The number of dwellings in the census dataset by construction year class and residential type¶
Energy diagnosis data¶
Energy diagnosis are performed to estimate the energy consumption related to heating, cooling, ventilation and domestic hot water in buildings. Two main methodologies are used that differ in the way the energy consumption is calculated :
Bill-based : energy bills are collected, analyzed and corrected to estimate the energy consumption
Audit-based : an energy audit is performed to determine the characteristics of the dwelling envelop, ventilation, heating and domestic hot water systems. The result of the audit is then used as input of a conventional calculation method based on static thermal losses modelling to estimate the energy consumption of the dwelling.
Additional data describing the dwelling (date of construction, number of occupants, living area, address) are collected and will be used in buildingmodel to match the energy diagnosis records with similar buildings derived from GIS and census data.
In France, energy diagnosis are mandatory for dwellings when they are sold or rented since 2006. ADEME, an agency in charge of improving energy efficiency, collects the records and makes them available at ADEME website.
While the availability of more than 5 million energy diagnosis records is welcome, great care has to be taken in the exploitation of this database for the following reasons :
Bill-based diagnosis cannot distinguish between occupant behavior (such as heating setpoint, dhw use, presence duration) and dwellings’ intrinsic energy performance
Audit-based diagnosis necessitates the collection of dozens of characteristics that can be hard to obtain, while allowing auditors to use default values when they estimate the data cannot be retrieved
Contrary to GIS and census data collection which are supervised by public entities, energy diagnosis are performed by companies commissioned by dwelling owners. This creates a conflict of interest, as the result of the energy diagnosis has a direct impact on the market value of the dwelling.

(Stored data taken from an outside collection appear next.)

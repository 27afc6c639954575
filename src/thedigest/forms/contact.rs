use crate::error::Result;
use crate::model::Severity;
use crate::notify::Notify;
use tracing::info;

#[derive(Debug, Clone, Default, PartialEq, Eq)]
pub struct ContactForm {
    pub name: String,
    pub email: String,
    pub subject: String,
    pub message: String,
}

#[derive(Debug, Clone, PartialEq, Eq)]
pub enum ContactEvent {
    Name(String),
    Email(String),
    Subject(String),
    Message(String),
}

impl ContactForm {
    pub fn apply(self, event: ContactEvent) -> Self {
        match event {
            ContactEvent::Name(name) => Self { name, ..self },
            ContactEvent::Email(email) => Self { email, ..self },
            ContactEvent::Subject(subject) => Self { subject, ..self },
            ContactEvent::Message(message) => Self { message, ..self },
        }
    }

    /// Presence of every field is checked where input enters, so this always accepts.
    pub fn submit(&mut self, notifier: &dyn Notify) -> Result<ContactForm> {
        notifier.notify(
            "Message sent!",
            "Thank you for reaching out. We'll get back to you within 24 hours.",
            Severity::Normal,
        );
        let submitted = std::mem::take(self);
        info!(subject = %submitted.subject, "contact message accepted");
        Ok(submitted)
    }
}
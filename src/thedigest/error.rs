use thiserror::Error;

/// Rejections raised by form controllers before any state changes.
#[derive(Error, Debug, Clone, PartialEq, Eq)]
pub enum ValidationError {
    #[error("Missing required field: {field}")]
    MissingRequiredField { field: &'static str },

    #[error("Terms of service and privacy policy were not accepted")]
    TermsNotAccepted,
}

#[derive(Error, Debug)]
pub enum DigestError {
    #[error("IO error: {0}")]
    Io(#[from] std::io::Error),

    #[error("Serialization error: {0}")]
    Serialization(#[from] serde_json::Error),

    #[error("Catalog error: {0}")]
    Catalog(String),

    #[error("Config error: {0}")]
    Config(String),

    #[error("Issue #{0} not found")]
    IssueNotFound(u32),

    #[error("Unknown page: {0}")]
    UnknownRoute(String),

    #[error(transparent)]
    Validation(#[from] ValidationError),

    #[error("Api Error: {0}")]
    Api(String),
}

pub type Result<T> = std::result::Result<T, DigestError>;
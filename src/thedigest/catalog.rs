//! # Issue Catalog
//!
//! The catalog is the single source of truth for the archive: an ordered list of
//! [`IssueRecord`]s, newest first. Source order **is** display order, so nothing
//! downstream sorts it.
//!
//! The built-in catalog ships embedded in the binary (`data/issues.json`). A JSON
//! file with the same shape can replace it through the `catalog_path` setting.
//! Either way the catalog is loaded once and never mutated afterwards.

use crate::error::{DigestError, Result};
use crate::model::IssueRecord;
use std::collections::HashSet;
use std::fs;
use std::path::Path;

const BUILTIN_ISSUES: &str = include_str!("data/issues.json");

#[derive(Debug, Clone, Default, PartialEq, Eq)]
pub struct Catalog {
    issues: Vec<IssueRecord>,
}

impl Catalog {
    /// The catalog compiled into the binary.
    pub fn builtin() -> Result<Self> {
        Self::from_json(BUILTIN_ISSUES)
    }

    pub fn from_json(json: &str) -> Result<Self> {
        let issues: Vec<IssueRecord> = serde_json::from_str(json)?;
        Self::from_issues(issues)
    }

    pub fn load<P: AsRef<Path>>(path: P) -> Result<Self> {
        let path = path.as_ref();
        let content = fs::read_to_string(path).map_err(|e| {
            DigestError::Catalog(format!("cannot read {}: {}", path.display(), e))
        })?;
        Self::from_json(&content)
    }

    /// Builds a catalog, rejecting records that break the catalog invariants.
    pub fn from_issues(issues: Vec<IssueRecord>) -> Result<Self> {
        validate(&issues)?;
        Ok(Self { issues })
    }

    pub fn issues(&self) -> &[IssueRecord] {
        &self.issues
    }

    pub fn get(&self, id: u32) -> Option<&IssueRecord> {
        self.issues.iter().find(|issue| issue.id == id)
    }

    pub fn latest(&self) -> Option<&IssueRecord> {
        self.issues.first()
    }

    pub fn len(&self) -> usize {
        self.issues.len()
    }

    pub fn is_empty(&self) -> bool {
        self.issues.is_empty()
    }
}

fn validate(issues: &[IssueRecord]) -> Result<()> {
    let mut seen = HashSet::new();
    let mut featured = 0;

    for (pos, issue) in issues.iter().enumerate() {
        if issue.id == 0 {
            return Err(DigestError::Catalog(format!(
                "entry {} has id 0; ids must be positive",
                pos
            )));
        }
        if !seen.insert(issue.id) {
            return Err(DigestError::Catalog(format!(
                "duplicate issue id {}",
                issue.id
            )));
        }
        if issue.title.trim().is_empty() {
            return Err(DigestError::Catalog(format!(
                "issue #{} has an empty title",
                issue.id
            )));
        }
        if issue.read_time_minutes == 0 {
            return Err(DigestError::Catalog(format!(
                "issue #{} has a zero read time",
                issue.id
            )));
        }
        if issue.tags.iter().any(|t| t.trim().is_empty()) {
            return Err(DigestError::Catalog(format!(
                "issue #{} has an empty tag",
                issue.id
            )));
        }
        if pos > 0 && issues[pos - 1].id <= issue.id {
            return Err(DigestError::Catalog(format!(
                "issue #{} is out of order; the catalog must be newest first",
                issue.id
            )));
        }
        if issue.featured {
            featured += 1;
        }
    }

    if featured > 1 {
        return Err(DigestError::Catalog(format!(
            "{} issues are marked featured; at most one is allowed",
            featured
        )));
    }

    Ok(())
}

#[cfg(test)]
mod tests {
    use super::*;
    use chrono::NaiveDate;

    fn issue(id: u32, title: &str) -> IssueRecord {
        IssueRecord::new(
            id,
            title,
            NaiveDate::from_ymd_opt(2024, 1, 1).unwrap(),
            5,
            "excerpt",
            &["Tag"],
        )
    }

    #[test]
    fn builtin_catalog_is_newest_first_with_featured_latest() {
        let catalog = Catalog::builtin().unwrap();
        assert_eq!(catalog.len(), 6);
        let ids: Vec<u32> = catalog.issues().iter().map(|i| i.id).collect();
        assert_eq!(ids, vec![52, 51, 50, 49, 48, 47]);

        let latest = catalog.latest().unwrap();
        assert!(latest.featured);
        assert_eq!(latest.title, "The Future of Remote Work: 2024 Trends");
        assert_eq!(catalog.issues().iter().filter(|i| i.featured).count(), 1);
    }

    #[test]
    fn get_finds_by_id() {
        let catalog = Catalog::builtin().unwrap();
        assert_eq!(
            catalog.get(51).unwrap().title,
            "AI in Business: Beyond the Hype"
        );
        assert!(catalog.get(1).is_none());
    }

    #[test]
    fn empty_catalog_is_valid() {
        let catalog = Catalog::from_issues(vec![]).unwrap();
        assert!(catalog.is_empty());
        assert!(catalog.latest().is_none());
    }

    #[test]
    fn rejects_duplicate_ids() {
        let err = Catalog::from_issues(vec![issue(3, "A"), issue(3, "B")]).unwrap_err();
        assert!(err.to_string().contains("duplicate issue id 3"));
    }

    #[test]
    fn rejects_oldest_first_order() {
        let err = Catalog::from_issues(vec![issue(1, "A"), issue(2, "B")]).unwrap_err();
        assert!(err.to_string().contains("newest first"));
    }

    #[test]
    fn rejects_zero_id_and_empty_title() {
        assert!(Catalog::from_issues(vec![issue(0, "A")]).is_err());
        assert!(Catalog::from_issues(vec![issue(4, "  ")]).is_err());
    }

    #[test]
    fn rejects_multiple_featured() {
        let err = Catalog::from_issues(vec![issue(2, "A").featured(), issue(1, "B").featured()])
            .unwrap_err();
        assert!(matches!(err, DigestError::Catalog(_)));
    }

    #[test]
    fn load_reads_json_file() {
        let dir = tempfile::tempdir().unwrap();
        let path = dir.path().join("issues.json");
        let json = serde_json::to_string(&vec![issue(9, "Nine"), issue(8, "Eight")]).unwrap();
        fs::write(&path, json).unwrap();

        let catalog = Catalog::load(&path).unwrap();
        assert_eq!(catalog.len(), 2);
        assert_eq!(catalog.get(8).unwrap().title, "Eight");
    }

    #[test]
    fn load_missing_file_is_catalog_error() {
        let dir = tempfile::tempdir().unwrap();
        let err = Catalog::load(dir.path().join("nope.json")).unwrap_err();
        assert!(matches!(err, DigestError::Catalog(_)));
    }
}
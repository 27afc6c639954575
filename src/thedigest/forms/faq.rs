use std::collections::BTreeSet;

/// Which FAQ answers are expanded. Any number may be open at once.
#[derive(Debug, Clone, PartialEq, Eq)]
pub struct FaqAccordion {
    open: BTreeSet<usize>,
}

impl Default for FaqAccordion {
    fn default() -> Self {
        Self {
            open: BTreeSet::from([0]),
        }
    }
}

impl FaqAccordion {
    pub fn toggle(mut self, index: usize) -> Self {
        if !self.open.remove(&index) {
            self.open.insert(index);
        }
        self
    }

    pub fn is_open(&self, index: usize) -> bool {
        self.open.contains(&index)
    }

    /// Ascending.
    pub fn open_items(&self) -> Vec<usize> {
        self.open.iter().copied().collect()
    }
}
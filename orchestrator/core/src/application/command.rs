// Copyright (c) 2026 swarm-provisioner contributors
// SPDX-License-Identifier: AGPL-3.0
//! Platform Command Builder
//!
//! Chooses the command an agent container runs and the image the service is
//! created from:
//!
//! - Linux templates run their configured command.
//! - Windows templates run a fixed PowerShell bootstrap that downloads the
//!   agent jar and connects without reconnecting.
//! - Templates labelled `dind` wrap element 2 of the command in a privileged
//!   nested `docker run` of the template image; the service itself runs the
//!   Docker CLI image.
//!
//! # Architecture
//!
//! - **Layer:** Application Layer
//! - **Purpose:** Bootstrap command synthesis

use crate::domain::cloud_config::CloudConfiguration;
use crate::domain::errors::LaunchError;
use crate::domain::launch::SwarmAgentComputer;
use crate::domain::template::AgentTemplate;

/// Image the service runs in nested-container mode.
pub const DIND_BOOTSTRAP_IMAGE: &str = "docker:17.12";

/// Index of the shell script in `[shell, flags, script]` commands.
const SCRIPT_INDEX: usize = 2;

/// Where and how an agent connects back to the controller.
#[derive(Debug, Clone, PartialEq, Eq)]
pub struct AgentEndpoints {
    pub secret: String,
    pub jar_url: String,
    pub jnlp_url: String,
}

impl AgentEndpoints {
    pub fn new(cloud: &CloudConfiguration, computer: &SwarmAgentComputer) -> Self {
        let base = cloud.controller_base_url();
        Self {
            secret: computer.secret.clone(),
            jar_url: format!("{}jnlpJars/slave.jar", base),
            jnlp_url: format!("{}{}slave-agent.jnlp", base, computer.url),
        }
    }
}

/// Image and command of the agent service.
#[derive(Debug, Clone, PartialEq, Eq)]
pub struct AgentCommand {
    pub image: String,
    pub command: Vec<String>,
}

pub struct PlatformCommandBuilder<'a> {
    cloud: &'a CloudConfiguration,
}

impl<'a> PlatformCommandBuilder<'a> {
    pub fn new(cloud: &'a CloudConfiguration) -> Self {
        Self { cloud }
    }

    pub fn build(&self, template: &AgentTemplate, endpoints: &AgentEndpoints) -> Result<AgentCommand, LaunchError> {
        let command = if template.is_windows() {
            windows_bootstrap_command(endpoints)
        } else {
            template.command.clone()
        };

        if template.is_dind() {
            let command = self.wrap_in_nested_container(command, &template.image)?;
            Ok(AgentCommand {
                image: DIND_BOOTSTRAP_IMAGE.to_string(),
                command,
            })
        } else {
            Ok(AgentCommand {
                image: template.image.clone(),
                command,
            })
        }
    }

    fn wrap_in_nested_container(&self, mut command: Vec<String>, image: &str) -> Result<Vec<String>, LaunchError> {
        let len = command.len();
        let script = command
            .get_mut(SCRIPT_INDEX)
            .ok_or(LaunchError::CommandTooShort(len))?;

        let network = self.cloud.swarm_network.trim();
        *script = if network.is_empty() {
            format!("docker run --rm --privileged {} sh -xc '{}' ", image, script)
        } else {
            format!(
                "docker run --rm --privileged --network {} {} sh -xc '{}' ",
                network, image, script
            )
        };
        Ok(command)
    }
}

fn windows_bootstrap_command(endpoints: &AgentEndpoints) -> Vec<String> {
    let agent_options = [
        "-jnlpUrl",
        endpoints.jnlp_url.as_str(),
        "-secret",
        endpoints.secret.as_str(),
        "-noReconnect",
    ]
    .join(" ");
    let fetch_and_launch = format!(
        "& {{ Invoke-WebRequest -TimeoutSec 20 -OutFile slave.jar {}; if($?) {{ java -jar slave.jar {} }} }}",
        endpoints.jar_url, agent_options
    );
    vec!["powershell.exe".to_string(), String::new(), fetch_and_launch]
}

#[cfg(test)]
mod tests {
    use super::*;
    use crate::domain::template::Platform;

    fn endpoints() -> AgentEndpoints {
        let cloud = CloudConfiguration::new("https://ci.example.com");
        AgentEndpoints::new(&cloud, &SwarmAgentComputer::new("agent-1", "s3cr3t", "1"))
    }

    fn shell_template(label: &str, image: &str) -> AgentTemplate {
        let mut template = AgentTemplate::new(label, image);
        template.command = vec!["sh".to_string(), "-c".to_string(), "build.sh".to_string()];
        template
    }

    #[test]
    fn test_endpoints() {
        let endpoints = endpoints();
        assert_eq!(endpoints.jar_url, "https://ci.example.com/jnlpJars/slave.jar");
        assert_eq!(
            endpoints.jnlp_url,
            "https://ci.example.com/computer/agent-1/slave-agent.jnlp"
        );
    }

    #[test]
    fn test_linux_uses_configured_command() {
        let cloud = CloudConfiguration::new("https://ci.example.com");
        let template = shell_template("maven", "maven:3");
        let built = PlatformCommandBuilder::new(&cloud).build(&template, &endpoints()).unwrap();
        assert_eq!(built.image, "maven:3");
        assert_eq!(built.command, template.command);
    }

    #[test]
    fn test_dind_without_network() {
        let cloud = CloudConfiguration::new("https://ci.example.com");
        let template = shell_template("dind", "docker:17.12");
        let built = PlatformCommandBuilder::new(&cloud).build(&template, &endpoints()).unwrap();
        assert_eq!(built.command[2], "docker run --rm --privileged docker:17.12 sh -xc 'build.sh' ");
        assert_eq!(built.command[..2], ["sh".to_string(), "-c".to_string()]);
    }

    #[test]
    fn test_dind_runs_template_image_nested_on_network() {
        let mut cloud = CloudConfiguration::new("https://ci.example.com");
        cloud.swarm_network = "ci-agents".to_string();
        let template = shell_template("dind linux", "builder:2");
        let built = PlatformCommandBuilder::new(&cloud).build(&template, &endpoints()).unwrap();
        assert_eq!(built.image, DIND_BOOTSTRAP_IMAGE);
        assert_eq!(
            built.command[2],
            "docker run --rm --privileged --network ci-agents builder:2 sh -xc 'build.sh' "
        );
    }

    #[test]
    fn test_dind_rejects_short_command() {
        let cloud = CloudConfiguration::new("https://ci.example.com");
        let mut template = shell_template("dind", "builder:2");
        template.command = vec!["build.sh".to_string()];
        let err = PlatformCommandBuilder::new(&cloud).build(&template, &endpoints()).unwrap_err();
        assert!(matches!(err, LaunchError::CommandTooShort(1)));
    }

    #[test]
    fn test_windows_ignores_configured_command() {
        let cloud = CloudConfiguration::new("https://ci.example.com/");
        let mut template = shell_template("win", "agent:nano");
        template.platform = Platform::Windows;
        let built = PlatformCommandBuilder::new(&cloud).build(&template, &endpoints()).unwrap();
        assert_eq!(built.command.len(), 3);
        assert_eq!(built.command[0], "powershell.exe");
        assert_eq!(built.command[1], "");
        assert_eq!(
            built.command[2],
            "& { Invoke-WebRequest -TimeoutSec 20 -OutFile slave.jar https://ci.example.com/jnlpJars/slave.jar; \
             if($?) { java -jar slave.jar -jnlpUrl https://ci.example.com/computer/agent-1/slave-agent.jnlp \
             -secret s3cr3t -noReconnect } }"
        );
    }
}
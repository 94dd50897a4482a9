// Copyright (c) 2026 swarm-provisioner contributors
// SPDX-License-Identifier: AGPL-3.0

//! Command implementations for the swarm-provisioner CLI

pub mod config;
pub mod launch;

pub use self::config::ConfigCommand;
pub use self::launch::{LaunchArgs, LaunchRequest, RenderArgs};
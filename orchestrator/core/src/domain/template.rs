// Copyright (c) 2026 swarm-provisioner contributors
// SPDX-License-Identifier: AGPL-3.0
//! # Agent Templates
//!
//! Per-label description of the container a build agent runs in: image,
//! resources, mounts, attached secrets/configs and bootstrap command.
//! Templates are authored by operators inside the cloud configuration and
//! are read-only for the launcher.

use serde::{Deserialize, Serialize};

/// Label marker selecting the privileged nested-container mode.
pub const DIND_LABEL: &str = "dind";

/// Operating system family of the agent container.
#[derive(Debug, Clone, Copy, Default, PartialEq, Eq, Serialize, Deserialize)]
#[serde(rename_all = "lowercase")]
pub enum Platform {
    #[default]
    Linux,
    Windows,
}

#[derive(Debug, Clone, PartialEq, Serialize, Deserialize)]
pub struct AgentTemplate {
    /// Whitespace-separated list of labels this template serves
    pub label: String,

    /// Container image the agent runs in
    pub image: String,

    /// Bootstrap command (ignored on Windows)
    #[serde(default = "default_command")]
    pub command: Vec<String>,

    #[serde(default)]
    pub platform: Platform,

    /// `KEY=VALUE` entries, injected before the synthesized agent variables
    #[serde(default)]
    pub env_vars: Vec<String>,

    #[serde(default)]
    pub working_dir: Option<String>,

    #[serde(default)]
    pub user: Option<String>,

    // Resource limits/reservations (0 = unset)
    #[serde(default)]
    pub limits_nano_cpus: i64,
    #[serde(default)]
    pub limits_memory_bytes: i64,
    #[serde(default)]
    pub reservations_nano_cpus: i64,
    #[serde(default)]
    pub reservations_memory_bytes: i64,

    /// `source:target` host bind mounts
    #[serde(default)]
    pub host_binds: Vec<String>,

    /// Directories backed by the per-job cache volume
    #[serde(default)]
    pub cache_dirs: Vec<String>,

    /// `name:mountPath` secret references
    #[serde(default)]
    pub secrets: Vec<String>,

    /// `name:mountPath` config references
    #[serde(default)]
    pub configs: Vec<String>,

    #[serde(default)]
    pub tmpfs_dir: Option<String>,

    #[serde(default)]
    pub placement_constraints: Vec<String>,

    /// Custom workspace applied to tasks that support one
    #[serde(default)]
    pub base_workspace_location: Option<String>,
}

impl AgentTemplate {
    /// Minimal Linux template, mostly useful for tests and generated samples.
    pub fn new(label: impl Into<String>, image: impl Into<String>) -> Self {
        Self {
            label: label.into(),
            image: image.into(),
            command: default_command(),
            platform: Platform::Linux,
            env_vars: vec![],
            working_dir: None,
            user: None,
            limits_nano_cpus: 0,
            limits_memory_bytes: 0,
            reservations_nano_cpus: 0,
            reservations_memory_bytes: 0,
            host_binds: vec![],
            cache_dirs: vec![],
            secrets: vec![],
            configs: vec![],
            tmpfs_dir: None,
            placement_constraints: vec![],
            base_workspace_location: None,
        }
    }

    pub fn labels(&self) -> impl Iterator<Item = &str> {
        self.label.split_whitespace()
    }

    pub fn serves_label(&self, label: &str) -> bool {
        self.labels().any(|l| l == label)
    }

    pub fn is_dind(&self) -> bool {
        self.label.contains(DIND_LABEL)
    }

    pub fn is_windows(&self) -> bool {
        self.platform == Platform::Windows
    }

    pub fn tmpfs_dir(&self) -> Option<&str> {
        self.tmpfs_dir.as_deref().filter(|d| !d.trim().is_empty())
    }

    pub fn base_workspace_location(&self) -> Option<&str> {
        self.base_workspace_location
            .as_deref()
            .filter(|d| !d.trim().is_empty())
    }
}

/// Fetches the agent jar and connects back to the controller using the
/// three synthesized environment variables.
pub fn default_command() -> Vec<String> {
    vec![
        "sh".to_string(),
        "-cx".to_string(),
        "curl --connect-timeout 20 --max-time 60 -o agent.jar $DOCKER_SWARM_PLUGIN_JENKINS_AGENT_JAR_URL \
         && java -jar agent.jar -jnlpUrl $DOCKER_SWARM_PLUGIN_JENKINS_AGENT_JNLP_URL \
         -secret $DOCKER_SWARM_PLUGIN_JENKINS_AGENT_SECRET -noReconnect -workDir /tmp"
            .to_string(),
    ]
}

A selection bias is created by the fact that the energy diagnosis has been mandatory only when the dwelling is sold or rented

The distribution of primary energy consumption by living area for the complete energy diagnosis database of residential dwellings.¶
The large discontinuities around the limits of each energy class illustrate the conflict of interest described above : when estimated consumption are close but above the lower bound of an energy class, a significant share of auditors will falsify the results to get just below the lower bound and gain an energy class.

The number of energy diagnosis records in the ADEME dataset by construction year class and residential type. The comparison with the equivalent data from the census dataset illustrates the selection bias in energy diagnosis.¶
Climate data¶
- The following climate measurements at a 1-hour resolution are used as input of buildingmodel :
air temperature
direct normal radiation
diffuse horizontal radiation
dew point temperature
opaque sky cover
Buildingmodel includes a wrapper to pvlib read_epw function to allow easy use of the EPW file format.
Note
When estimating average energy consumption of buildings over long periods of time, it is recommended to use synthetic weather data sets designed to encapsulate the wide range of conditions in one typical or reference year. Such data sets are made available for hundreds of locations at Climate.OneBuilding.Org.